Dubai water firm Metito looks to flourish in distant parts
Metito is eyeing "at least five" targets for acquisition as the Dubai-based water and waste treatment company searches for growth across Asia and Africa.
The company also said it had shelved plans for an initial public offering this year.
Metito is viewing a number of deals with transaction values ranging from between US$5 million (Dh18.3m) to $80m, said Rami Ghandour, the company's executive director.
"We're actively looking towards mergers and acquisitions opportunities," he said. "Some small, some larger … active opportunities that we're looking at right now include China, India and Saudi Arabia."
The company said new projects in Egypt and Libya had proved scarce since last year following revolutions in both countries, and it was now seeking to invest elsewhere in the region as political uncertainties cloud the investment outlook.

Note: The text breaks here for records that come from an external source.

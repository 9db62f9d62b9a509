//! Database connection pool and migration management.
//!
//! This module provides utilities for:
//! - Creating and managing a PostgreSQL connection pool
//! - Running database migrations automatically

use sqlx::{Pool, Postgres};

/// Type alias for PostgreSQL connection pool.
pub type DbPool = Pool<Postgres>;

/// Create a new PostgreSQL connection pool.
///
/// # Arguments
///
/// * `database_url` - PostgreSQL connection string
/// * `max_connections` - Upper bound on pooled connections
///
/// # Errors
///
/// Returns an error if:
/// - Database connection string is invalid
/// - Cannot connect to PostgreSQL server
/// - Database authentication fails
pub async fn create_pool(database_url: &str, max_connections: u32) -> Result<DbPool, sqlx::Error> {
    sqlx::postgres::PgPoolOptions::new()
        .max_connections(max_connections)
        .connect(database_url)
        .await
}

/// Run database migrations from the `migrations/` directory.
///
/// Migrations are tracked in the `_sqlx_migrations` table, so each runs only once.
///
/// # Errors
///
/// Returns an error if:
/// - Migration files cannot be read
/// - SQL syntax errors in migration files
/// - Database errors during migration execution
pub async fn run_migrations(pool: &DbPool) -> Result<(), sqlx::migrate::MigrateError> {
    // The macro reads migrations at compile time from ./migrations directory
    sqlx::migrate!("./migrations").run(pool).await
}
//! Review HTTP handlers.
//!
//! - GET /api/stores/{id}/reviews - Live reviews of a store
//! - POST /api/stores/{id}/reviews - Post a review (returns the edit key once)
//! - GET /api/reviews - Newest reviews across all stores
//! - GET /api/reviews/{id} - A single review
//! - PATCH /api/reviews/{id} - Update a review (edit key required)
//! - DELETE /api/reviews/{id} - Logically delete a review (edit key required)

use axum::{
    Json,
    body::Bytes,
    extract::{
        Path, Query, State,
        rejection::{JsonRejection, PathRejection, QueryRejection},
    },
    http::StatusCode,
    response::IntoResponse,
};
use serde::Deserialize;
use serde_json::json;
use uuid::Uuid;

use crate::{
    error::AppError,
    models::{
        credentials::{self, KeyQuery},
        pagination::Paginated,
        review::{
            CreateReviewRequest, RecentReviewResponse, RecentReviewsParams, ReviewResponse,
            UpdateReviewRequest, UpdatedReviewResponse,
        },
    },
    services::review_service,
    state::AppState,
};

#[derive(Debug, Default, Deserialize)]
pub struct ListReviewsParams {
    pub page: Option<i64>,
    pub limit: Option<i64>,
}

/// List reviews of a store, newest first.
///
/// # Endpoint
///
/// `GET /api/stores/{id}/reviews?page=1&limit=10`
pub async fn list_reviews(
    State(state): State<AppState>,
    path: Result<Path<Uuid>, PathRejection>,
    params: Result<Query<ListReviewsParams>, QueryRejection>,
) -> Result<Json<Paginated<ReviewResponse>>, AppError> {
    let Path(store_id) = path?;
    let Query(params) = params?;
    let page = state.page_request(params.page, params.limit);

    let reviews = review_service::list_reviews(state.repo.as_ref(), store_id, page).await?;

    Ok(Json(reviews))
}

/// Post a review.
///
/// # Request Body
///
/// ```json
/// {
///   "rating": 5,
///   "body": "Best tonkotsu in the neighbourhood.",
///   "authorName": "Ken",
///   "visitedAt": "2025-12-01"
/// }
/// ```
///
/// # Response
///
/// - **Success (201 Created)**: `{ "review": { ... }, "editKey": "..." }`
/// - **Error (400)**: Missing rating/body or a field out of range
/// - **Error (404)**: Store not found or deleted
pub async fn create_review(
    State(state): State<AppState>,
    path: Result<Path<Uuid>, PathRejection>,
    payload: Result<Json<CreateReviewRequest>, JsonRejection>,
) -> Result<impl IntoResponse, AppError> {
    let Path(store_id) = path?;
    let Json(request) = payload?;
    let created = review_service::create_review(state.repo.as_ref(), store_id, request).await?;

    Ok((StatusCode::CREATED, Json(created)))
}

/// Front page feed.
///
/// # Endpoint
///
/// `GET /api/reviews?limit=6`
///
/// # Response (200 OK)
///
/// ```json
/// {
///   "data": [
///     { "id": "...", "storeId": "...", "rating": 5, "storeName": "Menya Hoshi", "...": "..." }
///   ]
/// }
/// ```
pub async fn recent_reviews(
    State(state): State<AppState>,
    params: Result<Query<RecentReviewsParams>, QueryRejection>,
) -> Result<Json<serde_json::Value>, AppError> {
    let Query(params) = params?;
    let limit = params
        .limit
        .unwrap_or(review_service::RECENT_REVIEWS_DEFAULT)
        .clamp(1, state.config.max_page_size.max(1));

    let data: Vec<RecentReviewResponse> =
        review_service::recent_reviews(state.repo.as_ref(), limit).await?;

    Ok(Json(json!({ "data": data })))
}

pub async fn get_review(
    State(state): State<AppState>,
    path: Result<Path<Uuid>, PathRejection>,
) -> Result<Json<ReviewResponse>, AppError> {
    let Path(review_id) = path?;
    let review = review_service::get_review(state.repo.as_ref(), review_id).await?;

    Ok(Json(review))
}

/// Update a review.
///
/// # Endpoint
///
/// `PATCH /api/reviews/{id}`
///
/// Requires `editKey` in the body. Accepted fields: `rating`, `body`,
/// `authorName`, `visitedAt`.
pub async fn update_review(
    State(state): State<AppState>,
    path: Result<Path<Uuid>, PathRejection>,
    payload: Result<Json<UpdateReviewRequest>, JsonRejection>,
) -> Result<Json<UpdatedReviewResponse>, AppError> {
    let Path(review_id) = path?;
    let Json(request) = payload?;
    let review = review_service::update_review(state.repo.as_ref(), review_id, request).await?;

    Ok(Json(UpdatedReviewResponse { review }))
}

/// Logically delete a review.
///
/// `DELETE /api/reviews/{id}?key=<edit key>`, or the key in a JSON body.
pub async fn delete_review(
    State(state): State<AppState>,
    path: Result<Path<Uuid>, PathRejection>,
    query: Result<Query<KeyQuery>, QueryRejection>,
    body: Bytes,
) -> Result<Json<serde_json::Value>, AppError> {
    let Path(review_id) = path?;
    let Query(query) = query?;
    let key = credentials::supplied_key(query, &body);

    review_service::delete_review(state.repo.as_ref(), review_id, key.as_deref()).await?;

    Ok(Json(json!({ "message": "Review deleted" })))
}
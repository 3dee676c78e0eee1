use crate::util::UrlValidationError;
use thiserror::Error;

/// Coarse classification of an [`ApiError`].
///
/// Callers that only care whether the request failed or the reply was
/// unreadable can match on this instead of the individual variants.
#[derive(Debug, Clone, Copy, PartialEq, Eq)]
pub enum ErrorKind {
    /// The request could not be built, sent, or was answered with a non-2xx status.
    Transport,
    /// The response arrived but its body was not the expected JSON object.
    Decode,
}

/// Errors returned by [`ApiClient`](super::ApiClient) and the datafeed operations.
#[derive(Debug, Error)]
pub enum ApiError {
    /// The base URL was rejected before any request was built.
    #[error("Invalid base URL: {0}")]
    InvalidBaseUrl(#[from] UrlValidationError),
    /// A path segment would be collapsed by URL normalization (`.` or `..`).
    #[error("Invalid path segment: {0:?}")]
    InvalidPathSegment(String),
    /// Request body could not be serialized.
    #[error("Failed to encode request body: {0}")]
    Encode(#[source] serde_json::Error),
    /// Network-level failure (DNS, connect, TLS, timeout set on the client)
    #[error("Network error: {0}")]
    Network(#[from] reqwest::Error),
    /// Server answered with a non-2xx status.
    #[error("HTTP error: status {status}")]
    HttpStatus { status: u16, body: String },
    #[error("Response too large (exceeds {0} bytes)")]
    ResponseTooLarge(usize),
    /// Response body is not a JSON object.
    #[error("Failed to decode response body: {0}")]
    Decode(#[source] serde_json::Error),
}

impl ApiError {
    pub fn kind(&self) -> ErrorKind {
        match self {
            ApiError::Decode(_) => ErrorKind::Decode,
            ApiError::InvalidBaseUrl(_)
            | ApiError::InvalidPathSegment(_)
            | ApiError::Encode(_)
            | ApiError::Network(_)
            | ApiError::HttpStatus { .. }
            | ApiError::ResponseTooLarge(_) => ErrorKind::Transport,
        }
    }

    /// HTTP status of the response that caused this error, if any.
    pub fn status(&self) -> Option<u16> {
        match self {
            ApiError::HttpStatus { status, .. } => Some(*status),
            ApiError::Network(e) => e.status().map(|s| s.as_u16()),
            _ => None,
        }
    }
}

"We need to redeploy resources. We've had to push into other parts of Africa, including Algeria and Morocco where we were present, but now we're stronger," Mr Ghandour said.

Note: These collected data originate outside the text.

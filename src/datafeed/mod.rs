//! Datafeed entries resource.
//!
//! A datafeed is a named key-value namespace (the feed prefix) under a site.
//! Entries carry free-form JSON values and a server-side ttl.
//!
//! # Example
//!
//! ```ignore
//! let client = ApiClient::new(reqwest::Client::new(), ClientSettings::new(base, "abc"))?;
//! let feeds = client.datafeeds();
//!
//! feeds.add_entry("users", &Entry::new("u1", 3600).with_value("name", "Alice")).await?;
//! let entry = feeds.get_entry("users", "u1").await?;
//! ```

mod entry;
mod service;

pub use entry::{Entry, EntryMap};
pub use service::DataFeedService;
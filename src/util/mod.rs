//! Utility functions shared by the client and the command-line front end.
//!
//! - **URL validation**: base URL checks run before any request is built

mod url_validator;

pub use url_validator::{validate_base_url, UrlValidationError};
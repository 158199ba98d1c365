use uuid::Uuid;

use crate::{
    error::{AppError, AppResult},
    models::{CreateRoleRequest, NewRole, RoleChanges, RoleWithPermissions, UpdateRoleRequest},
    repository::{RepositoryError, RepositoryState},
};

/// RoleAdmin
///
/// Role and permission administration. Payloads are validated and normalised here,
/// before anything reaches the store; atomicity of each write is the repository's job.
#[derive(Clone)]
pub struct RoleAdmin {
    repo: RepositoryState,
}

impl RoleAdmin {
    pub fn new(repo: RepositoryState) -> Self {
        Self { repo }
    }

    pub async fn list(&self) -> AppResult<Vec<RoleWithPermissions>> {
        Ok(self.repo.list_roles().await?)
    }

    pub async fn get(&self, id: Uuid) -> AppResult<RoleWithPermissions> {
        self.repo.get_role(id).await?.ok_or(AppError::NotFound("Role"))
    }

    /// Creates a role with its permission set. Fails `DuplicateName` if the name is taken.
    #[tracing::instrument(skip(self, request), fields(name = %request.name))]
    pub async fn create(&self, request: &CreateRoleRequest) -> AppResult<RoleWithPermissions> {
        let request = request.validated()?;

        if self.repo.find_role_by_name(&request.name).await?.is_some() {
            return Err(AppError::DuplicateName);
        }

        let role = self
            .repo
            .create_role(NewRole {
                name: request.name,
                description: request.description,
                is_default: request.is_default.unwrap_or(false),
                permissions: request.permissions.unwrap_or_default(),
            })
            .await?;

        tracing::info!(role_id = %role.id, "role created");
        Ok(role)
    }

    /// Updates scalar fields and replaces the full permission set.
    #[tracing::instrument(skip(self, request))]
    pub async fn update(
        &self,
        id: Uuid,
        request: &UpdateRoleRequest,
    ) -> AppResult<RoleWithPermissions> {
        let request = request.validated()?;

        if self.repo.get_role(id).await?.is_none() {
            return Err(AppError::NotFound("Role"));
        }
        if let Some(name) = request.name.as_deref() {
            if let Some(holder) = self.repo.find_role_by_name(name).await? {
                if holder.id != id {
                    return Err(AppError::DuplicateName);
                }
            }
        }

        let role = self
            .repo
            .update_role(
                id,
                RoleChanges {
                    name: request.name,
                    description: request.description,
                    is_default: request.is_default,
                    permissions: request.permissions,
                },
            )
            .await?
            .ok_or(AppError::NotFound("Role"))?;

        tracing::info!(role_id = %id, permissions = role.permissions.len(), "role updated");
        Ok(role)
    }

    /// Deletes a role and its permissions. Fails `RoleInUse` while any user holds it.
    #[tracing::instrument(skip(self))]
    pub async fn delete(&self, id: Uuid) -> AppResult<()> {
        if self.repo.get_role(id).await?.is_none() {
            return Err(AppError::NotFound("Role"));
        }
        if self.repo.count_users_with_role(id).await? > 0 {
            return Err(AppError::RoleInUse);
        }

        // A user assigned between the count and the delete trips the foreign key.
        match self.repo.delete_role(id).await {
            Ok(true) => {
                tracing::info!(role_id = %id, "role deleted");
                Ok(())
            }
            Ok(false) => Err(AppError::NotFound("Role")),
            Err(RepositoryError::ForeignKey(_)) => Err(AppError::RoleInUse),
            Err(e) => Err(e.into()),
        }
    }
}
/// Router Module Index
///
/// Routes are split by access level, and each level is enforced by a layer rather than
/// inside handlers:
///
/// - `public`: no identity required.
/// - `authenticated`: behind the authentication gate.
/// - `admin`: behind the gate plus a per-route `(module, action)` permission check.

/// Auth flows: registration, login, password reset, Google sign-in.
pub mod public;

/// The caller's own profile. Requires a valid session token.
pub mod authenticated;

/// Role and user administration, guarded per route by the permission engine.
pub mod admin;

Opportunities in the UAE had also been scarce, he added.
The company is looking at opportunities to supply plants and equipment in countries including Mauritania, Equatorial Guinea and Angola, alongside new prospects in Kenya, Mozambique and Zimbabwe.
In October, Metito bought a minority stake in a Chinese joint venture it had formed with Germany's Berlinwasser International.

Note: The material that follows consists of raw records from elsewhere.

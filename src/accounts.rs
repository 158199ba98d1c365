use chrono::Utc;
use std::{collections::HashMap, sync::Arc};
use tokio::sync::OnceCell;
use uuid::Uuid;

use crate::{
    config::AppConfig,
    error::{AppError, AppResult},
    mailer::{MailEvent, Notifier},
    models::{
        AuthResponse, ChangePasswordRequest, ForgotPasswordRequest, LoginRequest,
        MessageResponse, NewUser, RegisterRequest, ResetPasswordRequest, Role,
        UpdateProfileRequest, User, UserChanges, UserProfile, UserResponse,
    },
    oauth::GoogleProfile,
    password,
    repository::RepositoryState,
    token::Tokens,
    validation::normalize_email,
};

pub const RESET_REQUESTED_MESSAGE: &str =
    "If an account with that email exists, a password reset link has been sent";

/// Accounts
///
/// The credential lifecycle: registration, password and OAuth login, profile edits,
/// password change and the reset-by-email flow.
#[derive(Clone)]
pub struct Accounts {
    repo: RepositoryState,
    tokens: Tokens,
    notifier: Notifier,
    bcrypt_cost: u32,
    frontend_url: String,
    reset_expiry_hours: i64,
    admin_notify_email: Option<String>,
    // Hash verified when a login has no real hash to check, so every attempt costs the same.
    decoy_hash: Arc<OnceCell<String>>,
}

impl Accounts {
    pub fn new(
        repo: RepositoryState,
        tokens: Tokens,
        notifier: Notifier,
        config: &AppConfig,
    ) -> Self {
        Self {
            repo,
            tokens,
            notifier,
            bcrypt_cost: config.bcrypt_cost,
            frontend_url: config.frontend_url.trim_end_matches('/').to_string(),
            reset_expiry_hours: config.reset_expiry_hours(),
            admin_notify_email: config.admin_notify_email.clone(),
            decoy_hash: Arc::new(OnceCell::new()),
        }
    }

    /// register
    ///
    /// Creates an active account bound to the default role and signs the caller in.
    /// Fails `DuplicateEmail` when the email is taken and `NoDefaultRole` when no role
    /// carries the default flag. Welcome and admin mails are best-effort.
    #[tracing::instrument(skip(self, request))]
    pub async fn register(&self, request: &RegisterRequest) -> AppResult<AuthResponse> {
        let request = request.validated()?;

        if self.repo.find_user_by_email(&request.email).await?.is_some() {
            return Err(AppError::DuplicateEmail);
        }
        let role = self.default_role().await?;

        let password_hash = password::hash_password(&request.password, self.bcrypt_cost).await?;
        let user = self
            .repo
            .create_user(NewUser {
                email: request.email,
                password_hash: Some(password_hash),
                first_name: request.first_name,
                last_name: request.last_name,
                google_id: None,
                role_id: Some(role.id),
            })
            .await?;

        tracing::info!(user_id = %user.id, role_id = %role.id, "user registered");
        self.announce_new_user(&user).await;

        self.session("User registered successfully", &user, Some(role))
    }

    /// login
    ///
    /// Unknown email, wrong password, a password-less (OAuth) account and a deactivated
    /// account all fail with the same `InvalidCredentials`.
    #[tracing::instrument(skip(self, request))]
    pub async fn login(&self, request: &LoginRequest) -> AppResult<AuthResponse> {
        let email = normalize_email(&request.email).map_err(|_| AppError::InvalidCredentials)?;

        let Some(user) = self.repo.find_user_by_email(&email).await? else {
            self.check_login_password(&request.password, None).await?;
            return Err(AppError::InvalidCredentials);
        };
        if !self
            .check_login_password(&request.password, user.password_hash.as_deref())
            .await?
        {
            return Err(AppError::InvalidCredentials);
        }
        if !user.is_active {
            tracing::debug!(user_id = %user.id, "login refused for deactivated account");
            return Err(AppError::InvalidCredentials);
        }

        let role = self.role_of(&user).await?;
        tracing::info!(user_id = %user.id, "login succeeded");
        self.session("Login successful", &user, role)
    }

    /// oauth_login
    ///
    /// Resolves the account by provider id, creating one bound to the default role on
    /// first login. No password is ever involved.
    #[tracing::instrument(skip(self, profile), fields(google_id = %profile.google_id))]
    pub async fn oauth_login(&self, profile: GoogleProfile) -> AppResult<AuthResponse> {
        let user = match self.repo.find_user_by_google_id(&profile.google_id).await? {
            Some(user) => user,
            None => {
                let role = self.default_role().await?;
                let email = normalize_email(&profile.email)?;
                if self.repo.find_user_by_email(&email).await?.is_some() {
                    return Err(AppError::DuplicateEmail);
                }
                let user = self
                    .repo
                    .create_user(NewUser {
                        email,
                        password_hash: None,
                        first_name: profile.first_name,
                        last_name: profile.last_name,
                        google_id: Some(profile.google_id),
                        role_id: Some(role.id),
                    })
                    .await?;
                tracing::info!(user_id = %user.id, "user created from google login");
                self.announce_new_user(&user).await;
                user
            }
        };

        if !user.is_active {
            return Err(AppError::InvalidCredentials);
        }

        let role = self.role_of(&user).await?;
        self.session("Google login successful", &user, role)
    }

    /// The caller's profile, re-read from the store.
    pub async fn profile(&self, user_id: Uuid) -> AppResult<UserProfile> {
        let resolved = self
            .repo
            .get_user_with_role(user_id)
            .await?
            .ok_or(AppError::NotFound("User"))?;
        Ok(UserProfile::from(&resolved))
    }

    #[tracing::instrument(skip(self, request))]
    pub async fn update_profile(
        &self,
        user_id: Uuid,
        request: &UpdateProfileRequest,
    ) -> AppResult<UserResponse> {
        let request = request.validated()?;

        if let Some(email) = request.email.as_deref() {
            if let Some(holder) = self.repo.find_user_by_email(email).await? {
                if holder.id != user_id {
                    return Err(AppError::DuplicateEmail);
                }
            }
        }

        self.repo
            .update_user(
                user_id,
                UserChanges {
                    email: request.email,
                    first_name: request.first_name,
                    last_name: request.last_name,
                    ..UserChanges::default()
                },
            )
            .await?
            .ok_or(AppError::NotFound("User"))?;

        Ok(UserResponse {
            message: "Profile updated successfully".to_string(),
            user: self.profile(user_id).await?,
        })
    }

    /// change_password
    ///
    /// Fails `NotFound` if the account vanished after the token was issued and
    /// `IncorrectPassword` if `current_password` does not match.
    #[tracing::instrument(skip(self, request))]
    pub async fn change_password(
        &self,
        user_id: Uuid,
        request: &ChangePasswordRequest,
    ) -> AppResult<MessageResponse> {
        request.validate()?;

        let user = self
            .repo
            .get_user(user_id)
            .await?
            .ok_or(AppError::NotFound("User"))?;

        if !password::verify_password(&request.current_password, user.password_hash.as_deref())
            .await?
        {
            return Err(AppError::IncorrectPassword);
        }

        let hash = password::hash_password(&request.new_password, self.bcrypt_cost).await?;
        if !self.repo.set_password_hash(user_id, &hash).await? {
            return Err(AppError::NotFound("User"));
        }

        tracing::info!(user_id = %user_id, "password changed");
        self.notify_password_changed(&user).await;
        Ok(MessageResponse::new("Password changed successfully"))
    }

    /// request_password_reset
    ///
    /// Always answers with the same message. When the email belongs to an account, a
    /// reset token is issued and mailed; a failed send is logged, not reported.
    #[tracing::instrument(skip(self, request))]
    pub async fn request_password_reset(
        &self,
        request: &ForgotPasswordRequest,
    ) -> AppResult<MessageResponse> {
        let email = normalize_email(&request.email)?;

        match self.repo.find_user_by_email(&email).await? {
            Some(user) => {
                let token = self.tokens.reset.issue(user.id)?;
                let reset_link = match reset_link(&self.frontend_url, &token) {
                    Ok(link) => link,
                    Err(e) => {
                        tracing::error!(error = %e, "cannot build password reset link");
                        return Ok(MessageResponse::new(RESET_REQUESTED_MESSAGE));
                    }
                };
                self.notifier
                    .notify(
                        MailEvent::PasswordResetLink,
                        &user.email,
                        HashMap::from([
                            ("firstName", user.first_name.clone()),
                            ("resetLink", reset_link),
                            ("resetExpiry", self.reset_expiry_hours.to_string()),
                        ]),
                    )
                    .await;
                tracing::info!(user_id = %user.id, "password reset requested");
            }
            None => tracing::debug!("password reset requested for unknown email"),
        }

        Ok(MessageResponse::new(RESET_REQUESTED_MESSAGE))
    }

    /// reset_password
    ///
    /// Accepts only reset-purpose tokens. Any verification failure, or an account that
    /// no longer exists, is `InvalidOrExpiredToken`.
    #[tracing::instrument(skip(self, request))]
    pub async fn reset_password(&self, request: &ResetPasswordRequest) -> AppResult<MessageResponse> {
        request.validate()?;

        let user_id = self.tokens.reset.verify(request.token.trim()).map_err(|e| {
            tracing::debug!(error = %e, "reset token rejected");
            AppError::InvalidOrExpiredToken
        })?;
        let user = self
            .repo
            .get_user(user_id)
            .await?
            .ok_or(AppError::InvalidOrExpiredToken)?;

        let hash = password::hash_password(&request.new_password, self.bcrypt_cost).await?;
        if !self.repo.set_password_hash(user_id, &hash).await? {
            return Err(AppError::InvalidOrExpiredToken);
        }

        tracing::info!(user_id = %user_id, "password reset completed");
        self.notify_password_changed(&user).await;
        Ok(MessageResponse::new("Password has been reset successfully"))
    }

    async fn default_role(&self) -> AppResult<Role> {
        self.repo
            .find_default_role()
            .await?
            .ok_or(AppError::NoDefaultRole)
    }

    /// Verifies against `hash`, or against the decoy when there is none. Either way one
    /// bcrypt verification runs, so response time does not reveal whether the account exists.
    async fn check_login_password(&self, candidate: &str, hash: Option<&str>) -> AppResult<bool> {
        match hash {
            Some(hash) => password::verify_password(candidate, Some(hash)).await,
            None => {
                let decoy = self
                    .decoy_hash
                    .get_or_try_init(|| password::hash_password("decoy-password", self.bcrypt_cost))
                    .await?;
                password::verify_password(candidate, Some(decoy.as_str())).await?;
                Ok(false)
            }
        }
    }

    async fn role_of(&self, user: &User) -> AppResult<Option<Role>> {
        match user.role_id {
            Some(role_id) => Ok(self.repo.get_role(role_id).await?.map(|r| r.role())),
            None => Ok(None),
        }
    }

    fn session(&self, message: &str, user: &User, role: Option<Role>) -> AppResult<AuthResponse> {
        Ok(AuthResponse {
            message: message.to_string(),
            token: self.tokens.session.issue(user.id)?,
            user: UserProfile::new(user, role),
        })
    }

    async fn announce_new_user(&self, user: &User) {
        self.notifier
            .notify(
                MailEvent::Registration,
                &user.email,
                HashMap::from([("firstName", user.first_name.clone())]),
            )
            .await;

        if let Some(admin) = self.admin_notify_email.as_deref() {
            self.notifier
                .notify(
                    MailEvent::AdminNewUser,
                    admin,
                    HashMap::from([
                        ("firstName", user.first_name.clone()),
                        ("lastName", user.last_name.clone()),
                        ("email", user.email.clone()),
                        ("registrationDate", Utc::now().to_rfc2822()),
                    ]),
                )
                .await;
        }
    }

    async fn notify_password_changed(&self, user: &User) {
        self.notifier
            .notify(
                MailEvent::PasswordChanged,
                &user.email,
                HashMap::from([("firstName", user.first_name.clone())]),
            )
            .await;
    }
}

/// `{frontend_url}/reset-password?token=...` with the token query-encoded.
fn reset_link(frontend_url: &str, token: &str) -> AppResult<String> {
    let mut url = reqwest::Url::parse(&format!("{frontend_url}/reset-password"))
        .map_err(|e| AppError::internal(format!("invalid FRONTEND_URL: {e}")))?;
    url.query_pairs_mut().append_pair("token", token);
    Ok(url.into())
}

#[cfg(test)]
mod tests {
    use super::*;
    use crate::{mailer::MockMailer, repository::MemoryRepository};

    fn accounts() -> Accounts {
        let config = AppConfig::default();
        Accounts::new(
            Arc::new(MemoryRepository::new()),
            Tokens::from_config(&config),
            Notifier::new(Arc::new(MockMailer::new()), &config),
            &config,
        )
    }

    #[tokio::test]
    async fn unknown_email_still_pays_for_a_bcrypt_check() {
        let accounts = accounts();
        assert!(accounts.decoy_hash.get().is_none());

        let err = accounts
            .login(&LoginRequest {
                email: "nobody@example.com".to_string(),
                password: "secret-1".to_string(),
            })
            .await
            .unwrap_err();

        assert!(matches!(err, AppError::InvalidCredentials));
        assert!(accounts.decoy_hash.get().is_some());
    }

    #[test]
    fn reset_link_query_encodes_the_token() {
        let link = reset_link("http://localhost:3000", "a.b c&d").unwrap();
        assert_eq!(link, "http://localhost:3000/reset-password?token=a.b+c%26d");

        let jwt_like = reset_link("https://admin.example.com/app", "eyJ.eyJ.sig-_").unwrap();
        assert_eq!(
            jwt_like,
            "https://admin.example.com/app/reset-password?token=eyJ.eyJ.sig-_"
        );
    }
}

The company plans further moves in the booming Asian economy as the government begins to clean up the ill-effects of its rapid industrialisation.
Metito had previously said it was seeking to list its shares publicly this year, but Mr Ghandour said those plans were now postponed.
"Global markets have been extremely volatile," he said. "We don't want to be the first company out there to test the waters, and we're too small to take on a global trend."
Despite being based in Jebel Ali, Mr Ghandour said the eventual listing was likely to take place on London, Hong Kong or Singapore.
"We recognised - and it's a decision we've taken quite early on - that we're likely to be going on to an international market rather than a local or regional one," he said.
"We happen to be headquartered here, but the UAE is only one of our markets … we need a market which has liquidity, which has sophisticated analysts and that understands our sector."
Metito is 56 per cent owned by Gulf Capital, a private equity firm, with family shareholders owning 38 per cent of the company.
The International Finance Corporation, an arm of the World Bank, owns the remaining 6 per cent.